Saved entries:

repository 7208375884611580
pub mod http;
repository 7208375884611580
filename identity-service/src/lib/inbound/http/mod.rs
pub mod extract;
pub mod handlers;
pub mod middleware;
pub mod router;

pub use router::create_router;
pub use router::AppState;
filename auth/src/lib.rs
//! Authentication utilities library
//!
//! Provides the credential primitives used by the identity service:
//! - Password hashing (Argon2id, configurable cost)
//! - JWT access/refresh token issuing and verification
//!
//! Neither component touches persistence; session revocation is the caller's job.
//!
//! # Examples
//!
//! ## Password Hashing
//! ```
//! use auth::{HashingCost, PasswordHasher};
//!
//! let hasher = PasswordHasher::new(HashingCost::MINIMUM).unwrap();
//! let hash = hasher.hash("my_password").unwrap();
//! assert!(hasher.verify("my_password", &hash));
//! assert!(!hasher.verify("other_password", &hash));
//! ```
//!
//! ## Access and Refresh Tokens
//! ```
//! use auth::{TokenCodec, TokenSettings};
//! use chrono::Duration;
//!
//! let codec = TokenCodec::new(&TokenSettings {
//!     access_secret: "access_secret_key_at_least_32_bytes!".to_string(),
//!     refresh_secret: "refresh_secret_key_at_least_32_bytes".to_string(),
//!     access_ttl: Duration::minutes(15),
//!     refresh_ttl: Duration::days(7),
//! })
//! .unwrap();
//!
//! let access = codec.issue_access("user123", "admin").unwrap();
//! let claims = codec.verify_access(&access.token).unwrap();
//! assert_eq!(claims.role, "admin");
//!
//! let refresh = codec.issue_refresh("user123").unwrap();
//! assert!(codec.verify_access(&refresh.token).is_err());
//! ```

pub mod codec;
pub mod jwt;
pub mod password;

// Re-export commonly used items
pub use codec::IssuedToken;
pub use codec::TokenCodec;
pub use codec::TokenCodecError;
pub use codec::TokenSettings;
pub use jwt::AccessClaims;
pub use jwt::JwtError;
pub use jwt::JwtHandler;
pub use jwt::RefreshClaims;
pub use password::HashingCost;
pub use password::PasswordError;
pub use password::PasswordHasher;
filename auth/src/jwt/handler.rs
use jsonwebtoken::decode;
use jsonwebtoken::encode;
use jsonwebtoken::errors::ErrorKind;
use jsonwebtoken::Algorithm;
use jsonwebtoken::DecodingKey;
use jsonwebtoken::EncodingKey;
use jsonwebtoken::Header;
use jsonwebtoken::Validation;
use serde::Deserialize;
use serde::Serialize;

use super::errors::JwtError;

/// Algorithms a token header may claim. Pinned to the HMAC family so a header
/// announcing an asymmetric (or no) algorithm is rejected before any key is
/// selected.
const ACCEPTED_ALGORITHMS: [Algorithm; 3] = [Algorithm::HS256, Algorithm::HS384, Algorithm::HS512];

/// JWT token handler for encoding and decoding tokens.
///
/// Generic over the claims type to allow callers to define their own token payload.
/// Signs with HS256 (HMAC with SHA-256); verification accepts only HMAC algorithms.
pub struct JwtHandler {
    encoding_key: EncodingKey,
    decoding_key: DecodingKey,
    algorithm: Algorithm,
    validation: Validation,
}

impl JwtHandler {
    /// Create a new JWT handler with a secret key.
    ///
    /// # Arguments
    /// * `secret` - Secret key for signing tokens (should be stored securely)
    ///
    /// # Returns
    /// JwtHandler instance configured with HS256 algorithm
    ///
    /// # Security Notes
    /// - The secret should be at least 256 bits (32 bytes) for HS256
    /// - Store secrets in environment variables or secure vaults, never in code
    pub fn new(secret: &[u8]) -> Self {
        let mut validation = Validation::new(Algorithm::HS256);
        validation.algorithms = ACCEPTED_ALGORITHMS.to_vec();
        validation.leeway = 0;
        validation.validate_exp = true;
        validation.validate_nbf = true;
        validation.validate_aud = false;
        validation.set_required_spec_claims(&["exp", "nbf", "sub"]);

        Self {
            encoding_key: EncodingKey::from_secret(secret),
            decoding_key: DecodingKey::from_secret(secret),
            algorithm: Algorithm::HS256,
            validation,
        }
    }

    /// Encode claims into a JWT token.
    ///
    /// # Errors
    /// * `EncodingFailed` - Token encoding failed
    pub fn encode<T: Serialize>(&self, claims: &T) -> Result<String, JwtError> {
        let header = Header::new(self.algorithm);

        encode(&header, claims, &self.encoding_key)
            .map_err(|e| JwtError::EncodingFailed(e.to_string()))
    }

    /// Decode and validate a JWT token.
    ///
    /// Checks signature, algorithm family, `exp` and `nbf`. `exp`, `nbf` and
    /// `sub` must be present.
    ///
    /// # Errors
    /// * `TokenExpired` - `exp` is in the past
    /// * `TokenNotYetValid` - `nbf` is in the future
    /// * `InvalidAlgorithm` - Header claims a non-HMAC algorithm
    /// * `InvalidToken` - Signature mismatch, malformed token or missing claim
    pub fn decode<T: for<'de> Deserialize<'de>>(&self, token: &str) -> Result<T, JwtError> {
        let token_data =
            decode::<T>(token, &self.decoding_key, &self.validation).map_err(|e| {
                match e.kind() {
                    ErrorKind::ExpiredSignature => JwtError::TokenExpired,
                    ErrorKind::ImmatureSignature => JwtError::TokenNotYetValid,
                    ErrorKind::InvalidAlgorithm => JwtError::InvalidAlgorithm,
                    _ => JwtError::InvalidToken(e.to_string()),
                }
            })?;

        Ok(token_data.claims)
    }
}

EXERCISE REQUIREMENTS →
Please reproduce all of the records exactly as they stand.

WORKED SOLUTION →
repository 7208375884611580
pub mod http;
repository 7208375884611580
filename identity-service/src/lib/inbound/http/mod.rs
pub mod extract;
pub mod handlers;
pub mod middleware;
pub mod router;

pub use router::create_router;
pub use router::AppState;
filename auth/src/lib.rs
//! Authentication utilities library
//!
//! Provides the credential primitives used by the identity service:
//! - Password hashing (Argon2id, configurable cost)
//! - JWT access/refresh token issuing and verification
//!
//! Neither component touches persistence; session revocation is the caller's job.
//!
//! # Examples
//!
//! ## Password Hashing
//! ```
//! use auth::{HashingCost, PasswordHasher};
//!
//! let hasher = PasswordHasher::new(HashingCost::MINIMUM).unwrap();
//! let hash = hasher.hash("my_password").unwrap();
//! assert!(hasher.verify("my_password", &hash));
//! assert!(!hasher.verify("other_password", &hash));
//! ```
//!
//! ## Access and Refresh Tokens
//! ```
//! use auth::{TokenCodec, TokenSettings};
//! use chrono::Duration;
//!
//! let codec = TokenCodec::new(&TokenSettings {
//!     access_secret: "access_secret_key_at_least_32_bytes!".to_string(),
//!     refresh_secret: "refresh_secret_key_at_least_32_bytes".to_string(),
//!     access_ttl: Duration::minutes(15),
//!     refresh_ttl: Duration::days(7),
//! })
//! .unwrap();
//!
//! let access = codec.issue_access("user123", "admin").unwrap();
//! let claims = codec.verify_access(&access.token).unwrap();
//! assert_eq!(claims.role, "admin");
//!
//! let refresh = codec.issue_refresh("user123").unwrap();
//! assert!(codec.verify_access(&refresh.token).is_err());
//! ```

pub mod codec;
pub mod jwt;
pub mod password;

// Re-export commonly used items
pub use codec::IssuedToken;
pub use codec::TokenCodec;
pub use codec::TokenCodecError;
pub use codec::TokenSettings;
pub use jwt::AccessClaims;
pub use jwt::JwtError;
pub use jwt::JwtHandler;
pub use jwt::RefreshClaims;
pub use password::HashingCost;
pub use password::PasswordError;
pub use password::PasswordHasher;
filename auth/src/jwt/handler.rs
use jsonwebtoken::decode;
use jsonwebtoken::encode;
use jsonwebtoken::errors::ErrorKind;
use jsonwebtoken::Algorithm;
use jsonwebtoken::DecodingKey;
use jsonwebtoken::EncodingKey;
use jsonwebtoken::Header;
use jsonwebtoken::Validation;
use serde::Deserialize;
use serde::Serialize;

use super::errors::JwtError;

/// Algorithms a token header may claim. Pinned to the HMAC family so a header
/// announcing an asymmetric (or no) algorithm is rejected before any key is
/// selected.
const ACCEPTED_ALGORITHMS: [Algorithm; 3] = [Algorithm::HS256, Algorithm::HS384, Algorithm::HS512];

/// JWT token handler for encoding and decoding tokens.
///
/// Generic over the claims type to allow callers to define their own token payload.
/// Signs with HS256 (HMAC with SHA-256); verification accepts only HMAC algorithms.
pub struct JwtHandler {
    encoding_key: EncodingKey,
    decoding_key: DecodingKey,
    algorithm: Algorithm,
    validation: Validation,
}

impl JwtHandler {
    /// Create a new JWT handler with a secret key.
    ///
    /// # Arguments
    /// * `secret` - Secret key for signing tokens (should be stored securely)
    ///
    /// # Returns
    /// JwtHandler instance configured with HS256 algorithm
    ///
    /// # Security Notes
    /// - The secret should be at least 256 bits (32 bytes) for HS256
    /// - Store secrets in environment variables or secure vaults, never in code
    pub fn new(secret: &[u8]) -> Self {
        let mut validation = Validation::new(Algorithm::HS256);
        validation.algorithms = ACCEPTED_ALGORITHMS.to_vec();
        validation.leeway = 0;
        validation.validate_exp = true;
        validation.validate_nbf = true;
        validation.validate_aud = false;
        validation.set_required_spec_claims(&["exp", "nbf", "sub"]);

        Self {
            encoding_key: EncodingKey::from_secret(secret),
            decoding_key: DecodingKey::from_secret(secret),
            algorithm: Algorithm::HS256,
            validation,
        }
    }

    /// Encode claims into a JWT token.
    ///
    /// # Errors
    /// * `EncodingFailed` - Token encoding failed
    pub fn encode<T: Serialize>(&self, claims: &T) -> Result<String, JwtError> {
        let header = Header::new(self.algorithm);

        encode(&header, claims, &self.encoding_key)
            .map_err(|e| JwtError::EncodingFailed(e.to_string()))
    }

    /// Decode and validate a JWT token.
    ///
    /// Checks signature, algorithm family, `exp` and `nbf`. `exp`, `nbf` and
    /// `sub` must be present.
    ///
    /// # Errors
    /// * `TokenExpired` - `exp` is in the past
    /// * `TokenNotYetValid` - `nbf` is in the future
    /// * `InvalidAlgorithm` - Header claims a non-HMAC algorithm
    /// * `InvalidToken` - Signature mismatch, malformed token or missing claim
    pub fn decode<T: for<'de> Deserialize<'de>>(&self, token: &str) -> Result<T, JwtError> {
        let token_data =
            decode::<T>(token, &self.decoding_key, &self.validation).map_err(|e| {
                match e.kind() {
                    ErrorKind::ExpiredSignature => JwtError::TokenExpired,
                    ErrorKind::ImmatureSignature => JwtError::TokenNotYetValid,
                    ErrorKind::InvalidAlgorithm => JwtError::InvalidAlgorithm,
                    _ => JwtError::InvalidToken(e.to_string()),
                }
            })?;

        Ok(token_data.claims)
    }
}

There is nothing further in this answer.